By Tabitha Redder/managing editor
Four NW student artists were given a massive canvas to create a piece of artwork in whichever form they chose.
The Lakeview Gallery’s current exhibition, Drawn to the Wall: Texas Style, is the gallery’s annual competition with a breath of new life. Students submitted models or sketches of their designs in hopes of winning one of the four gallery walls.
“I wanted people to think about what ‘Drawn to the Wall’ means. Does it mean I have to draw on the wall literally?” exhibit curator John Hartley said. “Just something more to think about.”
One of the walls yielded Laura Compton’s “Multiple Identity Order.” Her work was inspired by the Social Identity Complexity Theory, which tries to explain how people’s identities are made up of the social groups they’re a part of.
“Your race, your gender, your religion all overlap in your overall identity, and they all influence each other and change how you react to other people,” Compton said.
Her work is centered around a man’s and a woman’s plain silhouettes symbolizing the individual with colorful silhouettes on the edges of the piece symbolizing their multiple identities.
Compton, who is currently majoring in social work and is in a sociology class, said she enjoys learning different sociology theories.
“The theory is very interesting to me just based on all the social groups you’re a part of, how that changes you, and I think that if you look at it in other people, it could help how you connect with them,” she said. “It’s part of my piece because in the middle, the man and the woman meet and one of their color silhouettes is overlapping with each other.”
Ivan Castro’s “How’s Life” revolves around life’s complexities.
“In life, you don’t really know which direction you’re going toward. It’s undecided,” he said. “I wanted to make something people could relate to. I was really interested in this swirl ripple pattern because I guess I never really knew what I was going to do in the future.”
Though he is enrolled in Design Art right now, Castro said his history in art began long ago.
“I’ve been doing this since I was little,” he said. “I used to like drawing and started off with graffiti.”
Jan Rodgers won another wall creating her mixed media piece “No Bones About It” centered around the idea that life is quick and ends without warning.
“We are kind of raised in an age where we’re taught to be the very best so we can make the most money so we can get the most stuff and the goal is for what? We’re all going down the same path to the same end. Everybody is going to die,” she said.
She emphasizes the need to make life matter and to be less materialistic.

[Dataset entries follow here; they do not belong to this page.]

use itertools::Itertools;
use thiserror::Error;
use time::Date;

use super::form::{CertificateForm, CreationMode};

#[derive(Clone, Debug, Error, Eq, PartialEq)]
pub enum FieldError {
    #[error("Expiry date is required")]
    ExpiresRequired,
    #[error("Expiry date must be in the future")]
    ExpiresNotInFuture,
    #[error("Issued date must not be after the expiry date")]
    IssuedAfterExpires,
    #[error("Common name is required")]
    CommonNameRequired,
    #[error("Organization is required")]
    OrganizationRequired,
    #[error("Extension #{0} needs an OID")]
    ExtensionOidRequired(usize),
    #[error("Extension #{0} needs a value")]
    ExtensionValueRequired(usize),
    #[error("A CSR is required")]
    CsrRequired,
    #[error("An issuer must be selected")]
    IssuerRequired,
    #[error("Unknown issuer `{0}`")]
    UnknownIssuer(String),
}

/// All problems found in a form, in field order
#[derive(Clone, Debug, Error, Eq, PartialEq)]
#[error("{}", .0.iter().join("; "))]
pub struct FormErrors(pub Vec<FieldError>);

/// Checks the form against `today`; the expiry date must lie strictly after it
pub fn validate_form(form: &CertificateForm, today: Date) -> Result<Date, FormErrors> {
    let mut errors = vec![];

    let expires = match form.expires {
        None => {
            errors.push(FieldError::ExpiresRequired);
            None
        }
        Some(expires) if expires <= today => {
            errors.push(FieldError::ExpiresNotInFuture);
            None
        }
        Some(expires) => Some(expires),
    };

    if let (Some(issued), Some(expires)) = (form.issued, form.expires) {
        if issued > expires {
            errors.push(FieldError::IssuedAfterExpires);
        }
    }

    match form.mode {
        CreationMode::Guided => {
            if form.subject.common_name.trim().is_empty() {
                errors.push(FieldError::CommonNameRequired);
            }
            if form.subject.organization.trim().is_empty() {
                errors.push(FieldError::OrganizationRequired);
            }
        }
        CreationMode::Csr => {
            if form
                .csr_pem
                .as_deref()
                .is_none_or(|csr_pem| csr_pem.trim().is_empty())
            {
                errors.push(FieldError::CsrRequired);
            }
        }
    }

    for (index, extension) in form.extensions.iter().enumerate() {
        if extension.oid.trim().is_empty() {
            errors.push(FieldError::ExtensionOidRequired(index + 1));
        }
        if extension.value.trim().is_empty() {
            errors.push(FieldError::ExtensionValueRequired(index + 1));
        }
    }

    match expires {
        Some(expires) if errors.is_empty() => Ok(expires),
        _ => Err(FormErrors(errors)),
    }
}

“We’re all going to get there, but what have you done along the way? Did you find a cure for cancer, did you help a blind man see, did you create art, did you fall in love?” she said. “You know, those things that really matter where you’ve made an impact on your life and hopefully the life of someone around you.”
All the paint used in her piece is mixed with black latex paint into shades of gray to create depth. The painting on the wall is actually of a crow’s skull Rodgers found at her home.
“That’s the part of how fleeting life is. You never know when it’s going to be over,” she said.
The work also features a raccoon, buck and beaver skull.
“Someone said to me the other day, ‘Wow, this is really time consuming, isn’t it?’ and it just made me laugh out loud because I thought to myself, ‘I’m painting this piece on a wall about don’t waste your time because you don’t know how little you have left, and 10 days of my life have been overly consumed with this project,’” she said. “It’s funny that I’m sacrificing my own ideals to get a message across to everyone else around me. That struck me as funny and ironic.”
The last wall is an installation by Amy Hatley titled “3 Square Miles.” The piece will be a composite of life and waste in the suburbs.
The exhibition will be displayed in the Lakeview Gallery until Dec. 2. Gallery hours are 8 a.m.-10 p.m. Monday-Thursday, 8 a.m.-5 p.m. Friday and 9 a.m.-3 p.m. Saturday.